Center of Mass
This is another one with some interesting math hiding behind it. The starting point is very simple: 24 equally-spaced points on the unit circle.
Now, think of the circle as the extended real numbers (i.e., the reals plus a point at infinity). Concretely, we can think of mapping the real line to the circle by inverse stereographic projection. Under this correspondence, the scaling transform
$x \mapsto a x$ pushes points on the circle up towards the north pole or down towards the south pole depending on whether
$a>1$ or
$a<1$.
As
$a \to \infty$, all of the 24 points except the one at the south pole limit to the north pole, which is the starting point of the animation. The animation then shows what happens as
$a$ gets smaller and eventually limits to 0. All the points except the one trapped at the north pole now limit to the south pole.

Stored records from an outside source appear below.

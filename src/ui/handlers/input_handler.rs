//! Keyboard routing.

use std::time::Instant;

use crossterm::event::{KeyCode, KeyEvent, KeyModifiers};

use super::super::app::App;
use super::GameHandler;

/// Helper struct for managing keyboard input and user interactions.
pub struct InputHandler<'a> {
    app: &'a mut App,
}

impl<'a> InputHandler<'a> {
    pub fn new(app: &'a mut App) -> Self {
        Self { app }
    }

    /// Returns `true` when the user asked to quit.
    pub fn handle_key(&mut self, key: KeyEvent, now: Instant) -> bool {
        match (key.code, key.modifiers) {
            (KeyCode::Char('q' | 'Q' | 'c'), KeyModifiers::CONTROL)
            | (KeyCode::Char('q' | 'Q'), _)
            | (KeyCode::Esc, _) => {
                self.app.log("Exit requested");
                return true;
            }

            (KeyCode::Char(c @ '1'..='9'), _) => {
                let index = (c as u8 - b'1') as usize;
                GameHandler::new(self.app).play(index, now);
            }

            (KeyCode::Enter | KeyCode::Char(' '), _) => {
                GameHandler::new(self.app).play_cursor(now);
            }

            (KeyCode::Up | KeyCode::Char('k'), _) => self.app.cursor.up(),
            (KeyCode::Down | KeyCode::Char('j'), _) => self.app.cursor.down(),
            (KeyCode::Left | KeyCode::Char('h'), _) => self.app.cursor.left(),
            (KeyCode::Right | KeyCode::Char('l'), _) => self.app.cursor.right(),

            (KeyCode::Char('r' | 'R'), _) => GameHandler::new(self.app).restart(now),
            (KeyCode::Char('s' | 'S'), _) => GameHandler::new(self.app).reset_score(now),

            (KeyCode::Char('['), _) => GameHandler::new(self.app).step_back(now),
            (KeyCode::Char(']'), _) => GameHandler::new(self.app).step_forward(now),

            _ => {}
        }
        false
    }
}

The point in the middle of the circle is the center of mass of the 24 points. Each of the 24 points is connected to the center of mass by an arc of a circle which is perpendicular to the unit circle at the points where they intersect. In other words, thinking of the unit disk as the Poincaré disk model of the hyperbolic plane, the circle arcs are the geodesic rays from the center of mass out to each of the 24 points on the circle at infinity.
In this hyperbolic interpretation, the scaling transform
$x \mapsto a x$ corresponds to a hyperbolic isometry. The isometry group of the hyperbolic plane is
$PSL(2,\mathbb{R})$, the projective special linear group (i.e., the group of
$2 \times 2$ real matrices with determinant 1 modulo the equivalence relation
$A \sim -A$). Thinking of points in the unit disk as complex numbers
$z$ of modulus less than 1, the action of
$PSL(2,\mathbb{R})$ is by fractional linear transformations of the special form
$z \mapsto \frac{\alpha z + \beta}{\bar{\beta}z + \alpha}$.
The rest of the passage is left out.